The action begins in Austria, where a motley collection of travellers are about to board a train for Switzerland. The station concourse is decorated with ominous swastika flags, while forbidding looking Nazis swagger importantly back and forth, as they enjoy their rising influence on the world’s stage. In the general chaos, young Iris Henderson (Lorna Fitzgerald), who is travelling back to London to meet up with her fiancée, suffers a blow to the head and is promptly taken under the wing of Miss Froy (Juliet Mills), a friendly older lady who helps her aboard the train, dispenses some of the special tea she always carries with her and then, just as it says on the can, rather mysteriously… vanishes. When Iris asks her fellow passengers if they have seen Miss Froy, they all claim there was never any such person. Iris, they insist, got on the train alone.
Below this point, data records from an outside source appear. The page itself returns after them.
//! API server setup and configuration.

use std::{
    net::{IpAddr, SocketAddr},
    sync::Arc,
};

use axum::{
    Router,
    extract::DefaultBodyLimit,
    routing::{get, post},
};
use tower_http::{
    cors::{AllowOrigin, Any, CorsLayer},
    limit::RequestBodyLimitLayer,
    trace::TraceLayer,
};

use crate::{Result, error::ArchivistError, mcp::McpRouter};

use super::{
    handlers::{
        category_handler, file_info_handler, files_with_metadata_handler, health_handler, list_files_handler,
        mcp_handler, overview_handler, read_file_handler, recent_handler, search_handler, search_metadata_handler,
        update_metadata_handler, write_file_handler,
    },
    types::{ApiSizeLimits, ApiState},
};

pub const MAX_REQUEST_BODY_ENV: &str = "ARCHIVIST_MAX_REQUEST_BODY_BYTES";
pub const CORS_ORIGINS_ENV: &str = "ARCHIVIST_CORS_ORIGINS";

/// Parse the request body limit from `ARCHIVIST_MAX_REQUEST_BODY_BYTES`.
///
/// Falls back to the 100 MB default if unset, zero or not a number.
fn parse_size_limits_from_env() -> ApiSizeLimits {
    if let Ok(value) = std::env::var(MAX_REQUEST_BODY_ENV) {
        match value.parse::<usize>() {
            Ok(bytes) if bytes > 0 => {
                tracing::info!("Request body limit configured from environment: {} bytes", bytes);
                return ApiSizeLimits::new(bytes);
            }
            _ => tracing::warn!(
                "Invalid {}='{}', must be a positive integer",
                MAX_REQUEST_BODY_ENV,
                value
            ),
        }
    }

    ApiSizeLimits::default()
}

fn cors_layer() -> CorsLayer {
    if let Ok(origins_str) = std::env::var(CORS_ORIGINS_ENV) {
        let origins: Vec<_> = origins_str
            .split(',')
            .filter(|s| !s.trim().is_empty())
            .filter_map(|s| s.trim().parse::<axum::http::HeaderValue>().ok())
            .collect();

        if !origins.is_empty() {
            tracing::info!("CORS configured with {} explicit allowed origin(s)", origins.len());
            return CorsLayer::new()
                .allow_origin(AllowOrigin::list(origins))
                .allow_methods(Any)
                .allow_headers(Any);
        }
        tracing::warn!("{} set but empty or invalid, falling back to permissive CORS", CORS_ORIGINS_ENV);
    } else {
        tracing::warn!(
            "CORS configured to allow all origins (default). Set {} to a comma-separated list of origins to restrict it",
            CORS_ORIGINS_ENV
        );
    }
    CorsLayer::new().allow_origin(Any).allow_methods(Any).allow_headers(Any)
}

/// Create the API router with default size limits.
///
/// Public so the routes can be nested into a larger application.
pub fn create_router(router: Arc<McpRouter>) -> Router {
    create_router_with_limits(router, ApiSizeLimits::default())
}

pub fn create_router_with_limits(router: Arc<McpRouter>, limits: ApiSizeLimits) -> Router {
    let state = ApiState { router };

    Router::new()
        .route("/health", get(health_handler))
        .route("/files", get(list_files_handler))
        .route("/files/{*name}", get(read_file_handler).put(write_file_handler))
        .route("/info/{*name}", get(file_info_handler))
        .route("/metadata/{*name}", axum::routing::put(update_metadata_handler))
        .route("/files-with-metadata", get(files_with_metadata_handler))
        .route("/overview", get(overview_handler))
        .route("/search", get(search_handler))
        .route("/search-metadata", get(search_metadata_handler))
        .route("/category/{category}", get(category_handler))
        .route("/recent", get(recent_handler))
        .route("/mcp", post(mcp_handler))
        .layer(DefaultBodyLimit::max(limits.max_request_body_bytes))
        .layer(RequestBodyLimitLayer::new(limits.max_request_body_bytes))
        .layer(cors_layer())
        .layer(TraceLayer::new_for_http())
        .with_state(state)
}

/// Start the API server, reading the body limit from the environment.
pub async fn serve(router: Arc<McpRouter>, host: impl AsRef<str>, port: u16) -> Result<()> {
    serve_with_limits(router, host, port, parse_size_limits_from_env()).await
}

pub async fn serve_with_limits(
    router: Arc<McpRouter>,
    host: impl AsRef<str>,
    port: u16,
    limits: ApiSizeLimits,
) -> Result<()> {
    let ip: IpAddr = host
        .as_ref()
        .parse()
        .map_err(|e| ArchivistError::validation(format!("Invalid host address: {}", e)))?;

    let addr = SocketAddr::new(ip, port);
    let app = create_router_with_limits(router, limits);

    tracing::info!("Starting Archivist API server on http://{}", addr);

    let listener = tokio::net::TcpListener::bind(addr).await.map_err(ArchivistError::Io)?;

    axum::serve(listener, app)
        .await
        .map_err(|e| ArchivistError::Other(e.to_string()))?;

    Ok(())
}

#[cfg(test)]
#[allow(unsafe_code)]
mod tests {
    use super::*;
    use crate::core::config::ServerConfig;
    use axum::body::{Body, to_bytes};
    use axum::http::{Request, StatusCode};
    use serde_json::Value;
    use tempfile::TempDir;
    use tower::ServiceExt;

    fn app() -> (TempDir, Router) {
        let dir = tempfile::tempdir().unwrap();
        let router = McpRouter::from_config(&ServerConfig::with_store_path(dir.path())).unwrap();
        (dir, create_router(Arc::new(router)))
    }

    async fn send(app: &Router, request: Request<Body>) -> (StatusCode, String) {
        let response = app.clone().oneshot(request).await.unwrap();
        let status = response.status();
        let bytes = to_bytes(response.into_body(), usize::MAX).await.unwrap();
        (status, String::from_utf8(bytes.to_vec()).unwrap())
    }

    fn get(uri: &str) -> Request<Body> {
        Request::builder().uri(uri).body(Body::empty()).unwrap()
    }

    fn put(uri: &str, content_type: &str, body: &str) -> Request<Body> {
        Request::builder()
            .method("PUT")
            .uri(uri)
            .header("content-type", content_type)
            .body(Body::from(body.to_string()))
            .unwrap()
    }

    #[tokio::test]
    async fn test_health() {
        let (_dir, app) = app();
        let (status, body) = send(&app, get("/health")).await;
        assert_eq!(status, StatusCode::OK);
        let value: Value = serde_json::from_str(&body).unwrap();
        assert_eq!(value["status"], "healthy");
    }

    #[tokio::test]
    async fn test_write_read_and_list() {
        let (_dir, app) = app();

        let (status, body) = send(&app, put("/files/notes/a.md", "text/plain", "# Budget")).await;
        assert_eq!(status, StatusCode::CREATED);
        let record: Value = serde_json::from_str(&body).unwrap();
        assert_eq!(record["filename"], "notes/a.md");

        let (status, body) = send(&app, get("/files/notes/a.md")).await;
        assert_eq!(status, StatusCode::OK);
        assert_eq!(body, "# Budget");

        let (_, body) = send(&app, get("/files")).await;
        let files: Vec<String> = serde_json::from_str(&body).unwrap();
        assert_eq!(files, vec!["notes/a.md".to_string()]);
    }

    #[tokio::test]
    async fn test_missing_file_is_404() {
        let (_dir, app) = app();
        let (status, body) = send(&app, get("/info/missing.txt")).await;
        assert_eq!(status, StatusCode::NOT_FOUND);
        let value: Value = serde_json::from_str(&body).unwrap();
        assert_eq!(value["error_type"], "NotFoundError");
    }

    #[tokio::test]
    async fn test_metadata_update_and_search() {
        let (_dir, app) = app();
        send(&app, put("/files/q3.txt", "text/plain", "revenue")).await;

        let (status, _) = send(
            &app,
            put("/metadata/q3.txt", "application/json", r#"{"tags":["finance"]}"#),
        )
        .await;
        assert_eq!(status, StatusCode::OK);

        let (_, body) = send(&app, get("/search-metadata?query=finance")).await;
        let records: Vec<Value> = serde_json::from_str(&body).unwrap();
        assert_eq!(records.len(), 1);
        assert_eq!(records[0]["filename"], "q3.txt");

        let (_, body) = send(&app, get("/search?query=REVENUE")).await;
        let files: Vec<String> = serde_json::from_str(&body).unwrap();
        assert_eq!(files, vec!["q3.txt".to_string()]);
    }

    #[tokio::test]
    async fn test_recent_lists_last_read_first() {
        let (_dir, app) = app();
        for name in ["a.txt", "b.txt", "c.txt"] {
            send(&app, put(&format!("/files/{name}"), "text/plain", name)).await;
        }
        send(&app, get("/files/c.txt")).await;
        send(&app, get("/files/a.txt")).await;

        let (status, body) = send(&app, get("/recent?limit=2")).await;
        assert_eq!(status, StatusCode::OK);
        let records: Vec<Value> = serde_json::from_str(&body).unwrap();
        let names: Vec<&str> = records.iter().map(|r| r["filename"].as_str().unwrap()).collect();
        assert_eq!(names, vec!["a.txt", "c.txt"]);

        let (_, body) = send(&app, get("/recent")).await;
        let records: Vec<Value> = serde_json::from_str(&body).unwrap();
        assert_eq!(records.len(), 3);
        assert_eq!(records[2]["filename"], "b.txt");
    }

    #[tokio::test]
    async fn test_mcp_endpoint() {
        let (_dir, app) = app();

        let request = Request::builder()
            .method("POST")
            .uri("/mcp")
            .body(Body::from(r#"{"jsonrpc":"2.0","id":7,"method":"tools/list"}"#))
            .unwrap();
        let (status, body) = send(&app, request).await;
        assert_eq!(status, StatusCode::OK);
        let value: Value = serde_json::from_str(&body).unwrap();
        assert_eq!(value["id"], 7);

        let request = Request::builder()
            .method("POST")
            .uri("/mcp")
            .body(Body::from(r#"{"jsonrpc":"2.0","method":"notifications/initialized"}"#))
            .unwrap();
        let (status, body) = send(&app, request).await;
        assert_eq!(status, StatusCode::ACCEPTED);
        assert!(body.is_empty());
    }

    #[test]
    #[serial_test::serial]
    fn test_parse_size_limits() {
        unsafe {
            std::env::remove_var(MAX_REQUEST_BODY_ENV);
        }
        assert_eq!(parse_size_limits_from_env().max_request_body_bytes, 100 * 1024 * 1024);

        unsafe {
            std::env::set_var(MAX_REQUEST_BODY_ENV, "1048576");
        }
        assert_eq!(parse_size_limits_from_env().max_request_body_bytes, 1_048_576);

        unsafe {
            std::env::set_var(MAX_REQUEST_BODY_ENV, "0");
        }
        assert_eq!(parse_size_limits_from_env().max_request_body_bytes, 100 * 1024 * 1024);

        unsafe {
            std::env::remove_var(MAX_REQUEST_BODY_ENV);
        }
    }
}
Only young musical historian, Max (Matt Barber), with whom Iris has already had a less than promising encounter, takes the trouble to help with her inquiries, but it soon becomes clear that the train is packed not so much with travellers as with crates of red herring. There are so many suspects here it’s frankly bewildering. Could it be the two British cricket enthusiasts, Charters (Robert Duncan) and Caldicott (Ben Nealon)? And what about the mysterious brain surgeon, Doctor Hartz (Maxwell Caulfield)? Why does he have somebody swathed in bandages in his compartment? And what’s going on with that secretive couple a few compartments down? We are soon in Agatha Christie territory as the train thunders ever nearer to the Swiss border.
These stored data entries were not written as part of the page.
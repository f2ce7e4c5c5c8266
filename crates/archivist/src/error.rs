//! Error types for Archivist.
//!
//! All fallible library operations return [`Result`], which carries an
//! [`ArchivistError`]. The variants follow a few rules:
//!
//! - `Io` wraps `std::io::Error` unchanged. File system failures bubble up via `?`
//!   and are reported to protocol clients verbatim.
//! - `Validation` covers bad identifiers, bad configuration and bad parameters.
//! - `Parsing` and `UnsupportedFormat` come from content extractors.
//! - `NotFound` is reserved for knowledge-store files that do not exist.
//!
//! # Example
//!
//! ```rust
//! use archivist::{ArchivistError, Result};
//!
//! fn require_text(content: &str) -> Result<&str> {
//!     if content.is_empty() {
//!         return Err(ArchivistError::validation("content is empty"));
//!     }
//!     Ok(content)
//! }
//!
//! assert!(require_text("").is_err());
//! ```
use thiserror::Error;

/// Result type alias using `ArchivistError`.
pub type Result<T> = std::result::Result<T, ArchivistError>;

/// Main error type for all Archivist operations.
#[derive(Debug, Error)]
pub enum ArchivistError {
    #[error("IO error: {0}")]
    Io(#[from] std::io::Error),

    #[error("Parsing error: {message}")]
    Parsing {
        message: String,
        #[source]
        source: Option<Box<dyn std::error::Error + Send + Sync>>,
    },

    #[error("Validation error: {message}")]
    Validation {
        message: String,
        #[source]
        source: Option<Box<dyn std::error::Error + Send + Sync>>,
    },

    #[error("Serialization error: {message}")]
    Serialization {
        message: String,
        #[source]
        source: Option<Box<dyn std::error::Error + Send + Sync>>,
    },

    #[error("File not found: {0}")]
    NotFound(String),

    #[error("Unsupported format: {0}")]
    UnsupportedFormat(String),

    #[error("Plugin error in '{plugin_name}': {message}")]
    Plugin { message: String, plugin_name: String },

    #[error("{0}")]
    Other(String),
}

impl From<serde_json::Error> for ArchivistError {
    fn from(err: serde_json::Error) -> Self {
        ArchivistError::Serialization {
            message: err.to_string(),
            source: Some(Box::new(err)),
        }
    }
}

#[cfg(feature = "pdf")]
impl From<lopdf::Error> for ArchivistError {
    fn from(err: lopdf::Error) -> Self {
        ArchivistError::Parsing {
            message: err.to_string(),
            source: Some(Box::new(err)),
        }
    }
}

macro_rules! error_constructor {
    ($name:ident, $variant:ident) => {
        pastey::paste! {
            #[doc = "Create a " $variant " error"]
            pub fn $name<S: Into<String>>(message: S) -> Self {
                Self::$variant {
                    message: message.into(),
                    source: None,
                }
            }

            #[doc = "Create a " $variant " error with source"]
            pub fn [<$name _with_source>]<S: Into<String>, E: std::error::Error + Send + Sync + 'static>(
                message: S,
                source: E,
            ) -> Self {
                Self::$variant {
                    message: message.into(),
                    source: Some(Box::new(source)),
                }
            }
        }
    };
}

impl ArchivistError {
    error_constructor!(parsing, Parsing);
    error_constructor!(validation, Validation);
    error_constructor!(serialization, Serialization);
}

#[cfg(test)]
mod tests {
    use super::*;

    #[test]
    fn test_io_error_from() {
        let io_err = std::io::Error::new(std::io::ErrorKind::NotFound, "file not found");
        let err: ArchivistError = io_err.into();
        assert!(matches!(err, ArchivistError::Io(_)));
        assert!(err.to_string().contains("IO error"));
    }

    #[test]
    fn test_validation_error_with_source() {
        let source = std::io::Error::new(std::io::ErrorKind::InvalidInput, "bad param");
        let err = ArchivistError::validation_with_source("invalid input", source);
        assert_eq!(err.to_string(), "Validation error: invalid input");
        assert!(std::error::Error::source(&err).is_some());
    }

    #[test]
    fn test_parsing_error() {
        let err = ArchivistError::parsing("corrupt document");
        assert_eq!(err.to_string(), "Parsing error: corrupt document");
        assert!(std::error::Error::source(&err).is_none());
    }

    #[test]
    fn test_not_found_error() {
        let err = ArchivistError::NotFound("notes/a.txt".to_string());
        assert_eq!(err.to_string(), "File not found: notes/a.txt");
    }

    #[test]
    fn test_plugin_error() {
        let err = ArchivistError::Plugin {
            message: "extraction failed".to_string(),
            plugin_name: "pdf-extractor".to_string(),
        };
        assert_eq!(err.to_string(), "Plugin error in 'pdf-extractor': extraction failed");
    }

    #[test]
    fn test_serde_json_error_conversion() {
        let json_err = serde_json::from_str::<serde_json::Value>("{not json").unwrap_err();
        let err: ArchivistError = json_err.into();
        assert!(matches!(err, ArchivistError::Serialization { .. }));
        assert!(err.to_string().contains("Serialization error"));
    }

    #[test]
    fn test_io_error_bubbles_unchanged() {
        fn read_file() -> Result<String> {
            let content = std::fs::read_to_string("/nonexistent/archivist/file.txt")?;
            Ok(content)
        }

        assert!(matches!(read_file().unwrap_err(), ArchivistError::Io(_)));
    }
}
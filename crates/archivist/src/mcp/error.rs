//! Envelope-level protocol errors.
//!
//! These become JSON-RPC `error` objects. Tool-level failures never reach this
//! type; they are rendered as `"Error: ..."` text inside a successful result.

use thiserror::Error;

/// JSON-RPC code for a message without a usable `method`.
pub const INVALID_REQUEST: i32 = -32600;

/// JSON-RPC code for every other envelope-level failure.
pub const INTERNAL_ERROR: i32 = -32603;

#[derive(Debug, Error, Clone, PartialEq, Eq)]
pub enum McpError {
    /// The inbound message is not valid JSON.
    #[error("Internal error: {0}")]
    Parse(String),

    #[error("Invalid Request: {0}")]
    InvalidRequest(String),

    #[error("Internal error: Method not found: {0}")]
    MethodNotFound(String),

    /// Any failure or panic during dispatch.
    #[error("Internal error: {0}")]
    Internal(String),
}

impl McpError {
    /// JSON-RPC error code for this error.
    pub fn code(&self) -> i32 {
        match self {
            McpError::InvalidRequest(_) => INVALID_REQUEST,
            McpError::Parse(_) | McpError::MethodNotFound(_) | McpError::Internal(_) => INTERNAL_ERROR,
        }
    }
}

impl From<serde_json::Error> for McpError {
    fn from(err: serde_json::Error) -> Self {
        McpError::Internal(err.to_string())
    }
}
The problem of setting a stage production aboard a moving locomotive is simply and niftily dealt with by an ingenious set change – and there’s no doubting the skill and expertise of the twelve-strong cast as they gamely set about convincing us that we really are aboard a train and this really is something that might happen.
If there’s an overriding issue here, however, it’s with the story itself. What doubtless passed for an amusing and in many ways groundbreaking tale in 1938, now feels faintly preposterous. We are asked, for example, to accept that many passengers on the train will deny the existence of a person, not because they’re involved in a plot, but because they just don’t want to be involved. Hmm.
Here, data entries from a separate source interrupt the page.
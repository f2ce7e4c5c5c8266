//! Plugin system.
//!
//! Content extraction is pluggable: every extractor implements [`Plugin`] plus
//! [`ContentExtractor`] and is registered with an [`ExtractorRegistry`].

pub mod extractor;
pub mod registry;
pub mod traits;

pub use extractor::ContentExtractor;
pub use registry::ExtractorRegistry;
pub use traits::Plugin;
//! API request handlers.
//!
//! Store and catalog operations do synchronous file I/O, so every handler runs
//! its work on the blocking pool.

use axum::{
    Json,
    extract::{Path, Query, State},
    http::{StatusCode, header},
    response::{IntoResponse, Response},
};

use crate::{
    Result,
    store::KnowledgeStore,
    types::{CatalogOverview, FileInfo, FileMetadata, MetadataPatch},
};

use super::{
    error::ApiError,
    types::{ApiState, HealthResponse, RecentQuery, SearchQuery},
};

async fn blocking<T, F>(state: &ApiState, f: F) -> std::result::Result<T, ApiError>
where
    T: Send + 'static,
    F: FnOnce(&KnowledgeStore) -> Result<T> + Send + 'static,
{
    let router = state.router.clone();
    let outcome = tokio::task::spawn_blocking(move || f(router.store().as_ref())).await?;
    Ok(outcome?)
}

/// Health check endpoint handler.
///
/// GET /health
pub async fn health_handler(State(state): State<ApiState>) -> Json<HealthResponse> {
    Json(HealthResponse {
        status: "healthy".to_string(),
        version: env!("CARGO_PKG_VERSION").to_string(),
        catalog_records: state.router.store().catalog().len(),
    })
}

/// GET /files
pub async fn list_files_handler(State(state): State<ApiState>) -> std::result::Result<Json<Vec<String>>, ApiError> {
    Ok(Json(blocking(&state, |store| store.list_files()).await?))
}

/// Read a file's extracted text.
///
/// GET /files/{name}
pub async fn read_file_handler(
    State(state): State<ApiState>,
    Path(name): Path<String>,
) -> std::result::Result<Response, ApiError> {
    let content = blocking(&state, move |store| store.read_file(&name)).await?;
    Ok(([(header::CONTENT_TYPE, "text/plain; charset=utf-8")], content).into_response())
}

/// Write a file; the request body is the content.
///
/// PUT /files/{name}
pub async fn write_file_handler(
    State(state): State<ApiState>,
    Path(name): Path<String>,
    body: String,
) -> std::result::Result<(StatusCode, Json<FileMetadata>), ApiError> {
    let metadata = blocking(&state, move |store| store.write_file(&name, &body)).await?;
    Ok((StatusCode::CREATED, Json(metadata)))
}

/// GET /info/{name}
pub async fn file_info_handler(
    State(state): State<ApiState>,
    Path(name): Path<String>,
) -> std::result::Result<Json<FileInfo>, ApiError> {
    Ok(Json(blocking(&state, move |store| store.file_info(&name)).await?))
}

/// Apply a partial metadata update. Absent fields are left unchanged.
///
/// PUT /metadata/{name}
pub async fn update_metadata_handler(
    State(state): State<ApiState>,
    Path(name): Path<String>,
    Json(patch): Json<MetadataPatch>,
) -> std::result::Result<Json<FileMetadata>, ApiError> {
    Ok(Json(
        blocking(&state, move |store| store.update_metadata(&name, &patch)).await?,
    ))
}

/// GET /files-with-metadata
pub async fn files_with_metadata_handler(
    State(state): State<ApiState>,
) -> std::result::Result<Json<Vec<FileMetadata>>, ApiError> {
    Ok(Json(blocking(&state, |store| store.list_files_with_metadata()).await?))
}

/// GET /overview
pub async fn overview_handler(State(state): State<ApiState>) -> std::result::Result<Json<CatalogOverview>, ApiError> {
    Ok(Json(blocking(&state, |store| Ok(store.catalog().overview())).await?))
}

/// Files whose content contains the query, case-insensitively.
///
/// GET /search?query=
pub async fn search_handler(
    State(state): State<ApiState>,
    Query(params): Query<SearchQuery>,
) -> std::result::Result<Json<Vec<String>>, ApiError> {
    Ok(Json(
        blocking(&state, move |store| store.search_files(&params.query)).await?,
    ))
}

/// GET /search-metadata?query=
pub async fn search_metadata_handler(
    State(state): State<ApiState>,
    Query(params): Query<SearchQuery>,
) -> std::result::Result<Json<Vec<FileMetadata>>, ApiError> {
    Ok(Json(
        blocking(&state, move |store| Ok(store.catalog().search(&params.query))).await?,
    ))
}

/// GET /category/{category}
pub async fn category_handler(
    State(state): State<ApiState>,
    Path(category): Path<String>,
) -> std::result::Result<Json<Vec<FileMetadata>>, ApiError> {
    Ok(Json(
        blocking(&state, move |store| Ok(store.catalog().by_category(&category))).await?,
    ))
}

/// Records ordered by last access, newest first; never-read records come last.
///
/// GET /recent?limit=
pub async fn recent_handler(
    State(state): State<ApiState>,
    Query(params): Query<RecentQuery>,
) -> std::result::Result<Json<Vec<FileMetadata>>, ApiError> {
    Ok(Json(
        blocking(&state, move |store| Ok(store.catalog().recent(params.limit))).await?,
    ))
}

/// Handle one raw JSON-RPC message.
///
/// POST /mcp
///
/// Protocol errors are JSON-RPC error envelopes with status 200. Notifications
/// get 202 and an empty body.
pub async fn mcp_handler(State(state): State<ApiState>, body: String) -> std::result::Result<Response, ApiError> {
    let router = state.router.clone();
    let response = tokio::task::spawn_blocking(move || router.handle(&body)).await?;

    Ok(match response {
        Some(json) => ([(header::CONTENT_TYPE, "application/json")], json).into_response(),
        None => StatusCode::ACCEPTED.into_response(),
    })
}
Perhaps this could have been played more for laughs, but instead, the director has opted to do it straight-faced, even when events are bordering on the risible. And, try as I might, I cannot make every element of the convoluted story fall comfortably into place. What about the Italian illusionist, Signor Doppo (Mark Carlisle)? At one point he attacks Iris and Max with a knife, but even now, a day after I saw the play, I’m not entirely sure why.
Fans of the original film will doubtless have a good time with this. It’s a nostalgic recreation of the original, complete with that familiar feel-good conclusion. Hitchcock has many fans and this production is clearly aimed directly at them. However, whilst I enjoy several parts of the journey, I’m not, I’m afraid, a totally contented passenger.